The man having the sattva disposition (benevolence, purity, goodness) can tolerate anything. One having the rajas disposition (love of sensual enjoyment) lacks tolerance personally, but with proper advice and support he is able to develop tolerance. But one having the tamas disposition (ignorance, mental darkness implying inertness, indolence, anger, malice) is incapable both of understanding by himself and of being made to understand by others, besides lacking tolerance altogether.

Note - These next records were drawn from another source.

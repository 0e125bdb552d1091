//! Unified error handling
//!
//! Application error type and API response envelope.
//!
//! # Error code table
//!
//! | Prefix | Category | Example |
//! |--------|----------|---------|
//! | E3xxx  | Auth tokens | E3001 not logged in |
//! | E2xxx  | Permissions | E2001 forbidden |
//! | E0xxx  | Business logic | E0003 not found |
//! | E9xxx  | System | E9002 database error |

use axum::{
    Json,
    http::StatusCode,
    response::{IntoResponse, Response},
};
use serde::Serialize;
use tracing::error;

use crate::db::repository::RepoError;

/// Unified API response structure
///
/// ```json
/// {
///   "code": "E0000",
///   "message": "Success",
///   "data": { ... }
/// }
/// ```
#[derive(Debug, Serialize)]
pub struct AppResponse<T> {
    /// Error code (E0000 means success)
    pub code: String,
    pub message: String,
    #[serde(skip_serializing_if = "Option::is_none")]
    pub data: Option<T>,
}

/// Application-level error type
#[derive(Debug, thiserror::Error)]
pub enum AppError {
    // ========== Authentication Errors ==========
    #[error("Authentication required")]
    Unauthorized,

    #[error("Token expired")]
    TokenExpired,

    #[error("Invalid token: {0}")]
    InvalidToken(String),

    #[error("Permission denied: {0}")]
    Forbidden(String),

    // ========== Business Logic Errors ==========
    #[error("Resource not found: {0}")]
    NotFound(String),

    #[error("Resource already exists: {0}")]
    Conflict(String),

    #[error("Validation failed: {0}")]
    Validation(String),

    #[error("Business rule violation: {0}")]
    BusinessRule(String),

    // ========== System Errors ==========
    #[error("Database error: {0}")]
    Database(String),

    #[error("Upstream service error: {0}")]
    Upstream(String),

    #[error("Internal server error: {0}")]
    Internal(String),
}

impl IntoResponse for AppError {
    fn into_response(self) -> Response {
        let (status, code, message) = match &self {
            // Authentication errors (401)
            AppError::Unauthorized => (StatusCode::UNAUTHORIZED, "E3001", "Please login first"),
            AppError::TokenExpired => (StatusCode::UNAUTHORIZED, "E3003", "Token expired"),
            AppError::InvalidToken(_) => (StatusCode::UNAUTHORIZED, "E3002", "Invalid token"),

            // Authorization errors (403)
            AppError::Forbidden(msg) => (StatusCode::FORBIDDEN, "E2001", msg.as_str()),

            // Not found (404)
            AppError::NotFound(msg) => (StatusCode::NOT_FOUND, "E0003", msg.as_str()),

            // Conflict (409)
            AppError::Conflict(msg) => (StatusCode::CONFLICT, "E0004", msg.as_str()),

            // Validation (400)
            AppError::Validation(msg) => (StatusCode::BAD_REQUEST, "E0002", msg.as_str()),

            // Business rule (422)
            AppError::BusinessRule(msg) => {
                (StatusCode::UNPROCESSABLE_ENTITY, "E0005", msg.as_str())
            }

            // Database errors (500)
            AppError::Database(msg) => {
                error!(target: "database", error = %msg, "Database error occurred");
                (StatusCode::INTERNAL_SERVER_ERROR, "E9002", "Database error")
            }

            // Upstream provider errors (502)
            AppError::Upstream(msg) => {
                error!(target: "upstream", error = %msg, "Upstream provider error");
                (StatusCode::BAD_GATEWAY, "E9003", "Upstream service error")
            }

            // Internal errors (500)
            AppError::Internal(msg) => {
                error!(target: "internal", error = %msg, "Internal error occurred");
                (
                    StatusCode::INTERNAL_SERVER_ERROR,
                    "E9001",
                    "Internal server error",
                )
            }
        };

        let body = Json(AppResponse::<()> {
            code: code.to_string(),
            message: message.to_string(),
            data: None,
        });

        (status, body).into_response()
    }
}

impl From<RepoError> for AppError {
    fn from(err: RepoError) -> Self {
        match err {
            RepoError::NotFound(msg) => AppError::NotFound(msg),
            RepoError::Duplicate(msg) => AppError::Conflict(msg),
            RepoError::Validation(msg) => AppError::Validation(msg),
            RepoError::Database(msg) => AppError::Database(msg),
        }
    }
}

// ========== Helper Constructors ==========

impl AppError {
    pub fn unauthorized() -> Self {
        Self::Unauthorized
    }

    pub fn token_expired() -> Self {
        Self::TokenExpired
    }

    pub fn invalid_token(msg: impl Into<String>) -> Self {
        Self::InvalidToken(msg.into())
    }

    pub fn forbidden(msg: impl Into<String>) -> Self {
        Self::Forbidden(msg.into())
    }

    pub fn not_found(msg: impl Into<String>) -> Self {
        Self::NotFound(msg.into())
    }

    pub fn validation(msg: impl Into<String>) -> Self {
        Self::Validation(msg.into())
    }

    pub fn business_rule(msg: impl Into<String>) -> Self {
        Self::BusinessRule(msg.into())
    }

    pub fn database(msg: impl Into<String>) -> Self {
        Self::Database(msg.into())
    }

    pub fn upstream(msg: impl Into<String>) -> Self {
        Self::Upstream(msg.into())
    }

    pub fn internal(msg: impl Into<String>) -> Self {
        Self::Internal(msg.into())
    }
}

// ========== Helper functions ==========

/// Create a successful response
pub fn ok<T: Serialize>(data: T) -> Json<AppResponse<T>> {
    Json(AppResponse {
        code: "E0000".to_string(),
        message: "Success".to_string(),
        data: Some(data),
    })
}

/// Create a successful response with custom message
pub fn ok_with_message<T: Serialize>(data: T, message: impl Into<String>) -> Json<AppResponse<T>> {
    Json(AppResponse {
        code: "E0000".to_string(),
        message: message.into(),
        data: Some(data),
    })
}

Take the case of three different types of individuals, all being victims of some tragedy-huge business loss or the death of a near and dear one. The first type sattva are able to bear with the tragedy. The second type rajas are amenable to being consoled. For example, many people come to Gurudev Shri Tulsi and listen to his enlightening discourse and as a result are able to overcome their grief and anxiety. The third type tamas wail inconsolably and are immune to all instruction. They cannot be influenced and made to understand even by Brahma, the creator. Only those having the sattva disposition are inherently tolerant.

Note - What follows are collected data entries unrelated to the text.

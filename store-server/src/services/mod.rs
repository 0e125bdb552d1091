//! External service adapters
//!
//! Thin clients for collaborators the core treats as opaque: the
//! payment gateway (blocking for checkout) and the outbound mailer
//! (fire-and-forget, never blocking).

pub mod mailer;
pub mod payment;

pub use mailer::Mailer;
pub use payment::{CheckoutSession, PaymentGateway};
//! Chat thread store
//!
//! One persistent support conversation per user. Thread mutation is a
//! single-document read-modify-write; every message append publishes
//! `chat:message` to the owning user's channel *and* the admin
//! broadcast channel once the write committed, so any connected admin
//! sees all traffic while each user only sees their own thread. The
//! sender's own message is echoed back; clients de-duplicate.

use std::sync::Arc;

use serde::Serialize;
use surrealdb::RecordId;

use shared::Channel;
use shared::StoreEvent;
use shared::chat::{Attachment, ChatMessage, Sender, ThreadStatus};
use shared::util::{message_id, now_millis};
use uuid::Uuid;

use crate::auth::Identity;
use crate::db::models::{ChatThread, ThreadStatusCount};
use crate::db::repository::ChatThreadRepository;
use crate::realtime::RealtimeHub;
use crate::utils::validation::{MAX_MESSAGE_LEN, validate_required_text};
use crate::utils::{AppError, AppResult};

/// Admin console listing page.
#[derive(Debug, Serialize)]
pub struct ThreadPage {
    pub threads: Vec<ChatThread>,
    pub total: i64,
    pub status_counts: Vec<ThreadStatusCount>,
    /// Unread-to-admin summed across all threads.
    pub unread_admin_total: i64,
}

#[derive(Clone)]
pub struct ChatService {
    threads: ChatThreadRepository,
    hub: Arc<RealtimeHub>,
}

impl ChatService {
    pub fn new(threads: ChatThreadRepository, hub: Arc<RealtimeHub>) -> Self {
        Self { threads, hub }
    }

    /// The user's single thread, created lazily on first access.
    pub async fn get_or_create(&self, user: &RecordId) -> AppResult<ChatThread> {
        Ok(self.threads.get_or_create(user).await?)
    }

    pub async fn find(&self, thread_id: &RecordId) -> AppResult<ChatThread> {
        self.threads
            .find_by_id(thread_id)
            .await?
            .ok_or_else(|| AppError::not_found(format!("Chat thread {thread_id} not found")))
    }

    /// Append a message from the given identity.
    ///
    /// Bumps the opposite side's unread counter, refreshes
    /// `last_activity`, reopens a closed thread, and, when an
    /// unassigned thread receives its first reply from a *persisted*
    /// admin account, records the assignment. The built-in operator
    /// has no storable reference and never becomes `assigned_admin`.
    pub async fn append_message(
        &self,
        thread_id: &RecordId,
        identity: &Identity,
        body: String,
        attachments: Vec<Attachment>,
        client_key: Option<Uuid>,
    ) -> AppResult<(ChatThread, ChatMessage)> {
        validate_required_text(&body, "message body", MAX_MESSAGE_LEN)?;

        let mut thread = self.find(thread_id).await?;
        let sender = identity.chat_sender();

        let message = ChatMessage {
            message_id: message_id(),
            client_key,
            sender,
            sender_name: identity.display_name().to_string(),
            body,
            timestamp: now_millis(),
            is_read: false,
            attachments,
        };

        thread.messages.push(message.clone());
        thread.unread.bump_for(sender);
        thread.last_activity = message.timestamp;

        if sender == Sender::Admin
            && thread.assigned_admin.is_none()
            && let Some(admin_ref) = identity.account_ref()
        {
            thread.assigned_admin = Some(admin_ref.clone());
        }

        let reopened = thread.status == ThreadStatus::Closed;
        if reopened {
            thread.status = ThreadStatus::Active;
        }

        let thread = self.threads.save(&thread).await?;
        let channels = self.channels_for(&thread);
        self.hub.publish_to(
            &channels,
            StoreEvent::ChatMessage {
                chat_id: thread_id.to_string(),
                user_id: thread.user.to_string(),
                message: message.clone(),
                unread: thread.unread,
            },
        );
        if reopened {
            self.publish_status(&thread);
        }

        Ok((thread, message))
    }

    /// Viewing a thread: mark the *other* party's messages read and
    /// clear the reader's own pending-unread tally. Counters only reset
    /// when at least one message actually flipped.
    pub async fn mark_read(&self, thread_id: &RecordId, reader: Sender) -> AppResult<ChatThread> {
        let mut thread = self.find(thread_id).await?;

        let mut flipped = false;
        for message in &mut thread.messages {
            if message.sender == reader.opposite() && !message.is_read {
                message.is_read = true;
                flipped = true;
            }
        }
        if !flipped {
            return Ok(thread);
        }

        thread.unread.clear_for(reader);
        Ok(self.threads.save(&thread).await?)
    }

    /// Admin open/close/reassign. A reassignment can only store a
    /// persisted account reference, by construction of [`Identity`].
    pub async fn set_status(
        &self,
        thread_id: &RecordId,
        status: ThreadStatus,
        assigned_admin: Option<RecordId>,
    ) -> AppResult<ChatThread> {
        let mut thread = self.find(thread_id).await?;
        thread.status = status;
        if let Some(admin) = assigned_admin {
            thread.assigned_admin = Some(admin);
        }
        let thread = self.threads.save(&thread).await?;
        self.publish_status(&thread);
        Ok(thread)
    }

    /// Admin console listing with per-status aggregates.
    pub async fn list(
        &self,
        status: Option<ThreadStatus>,
        page: i64,
        limit: i64,
    ) -> AppResult<ThreadPage> {
        let limit = limit.clamp(1, 100);
        let start = (page.max(1) - 1) * limit;
        let threads = self.threads.list(status, limit, start).await?;
        let total = self.threads.count(status).await?;
        let status_counts = self.threads.counts_by_status().await?;
        let unread_admin_total = self.threads.total_unread_admin().await?;
        Ok(ThreadPage {
            threads,
            total,
            status_counts,
            unread_admin_total,
        })
    }

    /// Admin-only hard delete.
    pub async fn delete(&self, thread_id: &RecordId) -> AppResult<()> {
        let thread = self.threads.delete(thread_id).await?;
        let channels = self.channels_for(&thread);
        self.hub.publish_to(
            &channels,
            StoreEvent::ChatDelete {
                chat_id: thread_id.to_string(),
                user_id: thread.user.to_string(),
            },
        );
        Ok(())
    }

    fn channels_for(&self, thread: &ChatThread) -> [Channel; 2] {
        [
            Channel::User(thread.user.key().to_string()),
            Channel::Broadcast,
        ]
    }

    fn publish_status(&self, thread: &ChatThread) {
        let Some(id) = &thread.id else { return };
        let channels = self.channels_for(thread);
        self.hub.publish_to(
            &channels,
            StoreEvent::ChatUpdate {
                chat_id: id.to_string(),
                user_id: thread.user.to_string(),
                status: thread.status,
                assigned_admin: thread.assigned_admin.as_ref().map(|a| a.to_string()),
            },
        );
    }
}

#[cfg(test)]
mod tests {
    use super::*;
    use crate::auth::Role;
    use crate::db::DbService;
    use shared::chat::UnreadCount;

    struct Fixture {
        service: ChatService,
        hub: Arc<RealtimeHub>,
        user: RecordId,
    }

    async fn fixture() -> Fixture {
        let db = DbService::memory().await.unwrap().db;
        let hub = Arc::new(RealtimeHub::new());
        Fixture {
            service: ChatService::new(ChatThreadRepository::new(db), hub.clone()),
            hub,
            user: RecordId::from_table_key("user", "u1"),
        }
    }

    fn customer(fix: &Fixture) -> Identity {
        Identity::Account {
            id: fix.user.clone(),
            name: "Ana".into(),
            role: Role::Customer,
        }
    }

    fn admin() -> Identity {
        Identity::Account {
            id: RecordId::from_table_key("user", "staff1"),
            name: "Sam".into(),
            role: Role::Admin,
        }
    }

    async fn send(fix: &Fixture, identity: &Identity, body: &str) -> (ChatThread, ChatMessage) {
        let thread = fix.service.get_or_create(&fix.user).await.unwrap();
        fix.service
            .append_message(
                &thread.id.unwrap(),
                identity,
                body.into(),
                vec![],
                None,
            )
            .await
            .unwrap()
    }

    #[tokio::test]
    async fn get_or_create_is_idempotent() {
        let fix = fixture().await;
        let first = fix.service.get_or_create(&fix.user).await.unwrap();
        let second = fix.service.get_or_create(&fix.user).await.unwrap();
        assert_eq!(first.id, second.id);
        assert_eq!(first.unread, UnreadCount::default());
        assert!(first.messages.is_empty());
    }

    #[tokio::test]
    async fn user_messages_bump_only_admin_unread() {
        let fix = fixture().await;
        let (thread, message) = send(&fix, &customer(&fix), "hello").await;
        assert_eq!(thread.unread, UnreadCount { user: 0, admin: 1 });
        assert_eq!(message.sender, Sender::User);
        assert!(!message.is_read);

        let (thread, _) = send(&fix, &admin(), "hi Ana").await;
        assert_eq!(thread.unread, UnreadCount { user: 1, admin: 1 });
    }

    #[tokio::test]
    async fn blank_bodies_are_rejected() {
        let fix = fixture().await;
        let thread = fix.service.get_or_create(&fix.user).await.unwrap();
        let err = fix
            .service
            .append_message(&thread.id.unwrap(), &customer(&fix), "   ".into(), vec![], None)
            .await
            .unwrap_err();
        assert!(matches!(err, AppError::Validation(_)));
    }

    #[tokio::test]
    async fn admin_view_clears_unread_and_flips_user_messages() {
        let fix = fixture().await;
        let user = customer(&fix);
        send(&fix, &user, "one").await;
        send(&fix, &user, "two").await;
        let (thread, _) = send(&fix, &user, "three").await;
        assert_eq!(thread.unread, UnreadCount { user: 0, admin: 3 });

        let thread = fix
            .service
            .mark_read(&thread.id.unwrap(), Sender::Admin)
            .await
            .unwrap();
        assert_eq!(thread.unread, UnreadCount { user: 0, admin: 0 });
        assert!(thread.messages.iter().all(|m| m.is_read));
    }

    #[tokio::test]
    async fn mark_read_leaves_own_messages_untouched() {
        let fix = fixture().await;
        send(&fix, &customer(&fix), "question").await;
        let (thread, _) = send(&fix, &admin(), "answer").await;

        let thread = fix
            .service
            .mark_read(&thread.id.unwrap(), Sender::Admin)
            .await
            .unwrap();
        // The admin's own message stays unread until the user views it
        let admin_msg = thread
            .messages
            .iter()
            .find(|m| m.sender == Sender::Admin)
            .unwrap();
        assert!(!admin_msg.is_read);
        assert_eq!(thread.unread.admin, 0);
        assert_eq!(thread.unread.user, 1);
    }

    #[tokio::test]
    async fn sending_to_a_closed_thread_reopens_it() {
        let fix = fixture().await;
        let (thread, _) = send(&fix, &customer(&fix), "first").await;
        let thread_id = thread.id.unwrap();
        fix.service
            .set_status(&thread_id, ThreadStatus::Closed, None)
            .await
            .unwrap();

        let (thread, _) = fix
            .service
            .append_message(&thread_id, &customer(&fix), "anyone there?".into(), vec![], None)
            .await
            .unwrap();
        assert_eq!(thread.status, ThreadStatus::Active);
    }

    #[tokio::test]
    async fn first_real_admin_reply_claims_the_thread() {
        let fix = fixture().await;
        let (thread, _) = send(&fix, &customer(&fix), "help").await;
        assert!(thread.assigned_admin.is_none());

        let (thread, _) = send(&fix, &admin(), "on it").await;
        assert_eq!(
            thread.assigned_admin,
            Some(RecordId::from_table_key("user", "staff1"))
        );

        // A later reply from someone else does not steal the assignment
        let other = Identity::Account {
            id: RecordId::from_table_key("user", "staff2"),
            name: "Kim".into(),
            role: Role::Admin,
        };
        let (thread, _) = send(&fix, &other, "also here").await;
        assert_eq!(
            thread.assigned_admin,
            Some(RecordId::from_table_key("user", "staff1"))
        );
    }

    #[tokio::test]
    async fn builtin_admin_is_never_stored_as_assignee() {
        let fix = fixture().await;
        send(&fix, &customer(&fix), "help").await;
        let (thread, message) = send(&fix, &Identity::BuiltinAdmin, "hello from support").await;
        assert!(thread.assigned_admin.is_none());
        assert_eq!(message.sender, Sender::Admin);
        assert_eq!(message.sender_name, "Support");
    }

    #[tokio::test]
    async fn chat_messages_fan_out_to_user_and_broadcast() {
        let fix = fixture().await;
        let mut user_rx = fix.hub.subscribe(&Channel::user("u1"));
        let mut admin_rx = fix.hub.subscribe(&Channel::Broadcast);

        send(&fix, &customer(&fix), "ping").await;

        assert_eq!(user_rx.recv().await.unwrap().name(), "chat:message");
        assert_eq!(admin_rx.recv().await.unwrap().name(), "chat:message");
    }

    #[tokio::test]
    async fn listing_aggregates_statuses_and_unread() {
        let fix = fixture().await;
        send(&fix, &customer(&fix), "one").await;
        send(&fix, &customer(&fix), "two").await;

        // Ensure a strictly later last_activity for the second thread
        tokio::time::sleep(std::time::Duration::from_millis(5)).await;
        let other_user = RecordId::from_table_key("user", "u2");
        let other_thread = fix.service.get_or_create(&other_user).await.unwrap();
        let other_id = other_thread.id.unwrap();
        fix.service
            .append_message(
                &other_id,
                &Identity::Account {
                    id: other_user,
                    name: "Bo".into(),
                    role: Role::Customer,
                },
                "hey".into(),
                vec![],
                None,
            )
            .await
            .unwrap();
        fix.service
            .set_status(&other_id, ThreadStatus::Closed, None)
            .await
            .unwrap();

        let page = fix.service.list(None, 1, 20).await.unwrap();
        assert_eq!(page.total, 2);
        assert_eq!(page.unread_admin_total, 3);
        // Most recently active first
        assert_eq!(page.threads[0].id, Some(other_id.clone()));

        let closed = fix
            .service
            .list(Some(ThreadStatus::Closed), 1, 20)
            .await
            .unwrap();
        assert_eq!(closed.total, 1);
        assert_eq!(closed.threads[0].id, Some(other_id));
    }

    #[tokio::test]
    async fn delete_emits_chat_delete_on_both_channels() {
        let fix = fixture().await;
        let (thread, _) = send(&fix, &customer(&fix), "bye").await;
        let thread_id = thread.id.unwrap();

        let mut user_rx = fix.hub.subscribe(&Channel::user("u1"));
        let mut admin_rx = fix.hub.subscribe(&Channel::Broadcast);
        fix.service.delete(&thread_id).await.unwrap();

        assert_eq!(user_rx.recv().await.unwrap().name(), "chat:delete");
        assert_eq!(admin_rx.recv().await.unwrap().name(), "chat:delete");
        assert!(matches!(
            fix.service.find(&thread_id).await.unwrap_err(),
            AppError::NotFound(_)
        ));
    }
}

The second criterion of mental health is fortitude or steadiness. A steady person does not get deflected even in the face of adversity. He retains his equanimity despite bad news. Constancy and steadiness are symbolized by the Sumeru mountain which no storm, howsoever fierce, can move or shake. Lord Rishabh has been eulogized in Bhaktamar Strot thus: It is no wonder even celestial damsels could not deflect you. Can a storm causing universal destruction shake the Sumeru mountain? Steadiness of mind is best defined thus: That man is steady whose mind suffers no distortion even when the cause of distortion is present. This steadiness or fortitude is a sign of mental health. It enables man to overcome all adversities and sorrows.
The third criterion of mental health is intelligence or wisdom. The function of intelligence is to discriminate and decide. In performing it will-power can be a great help. A mentally healthy person takes correct decisions and acts intelligently.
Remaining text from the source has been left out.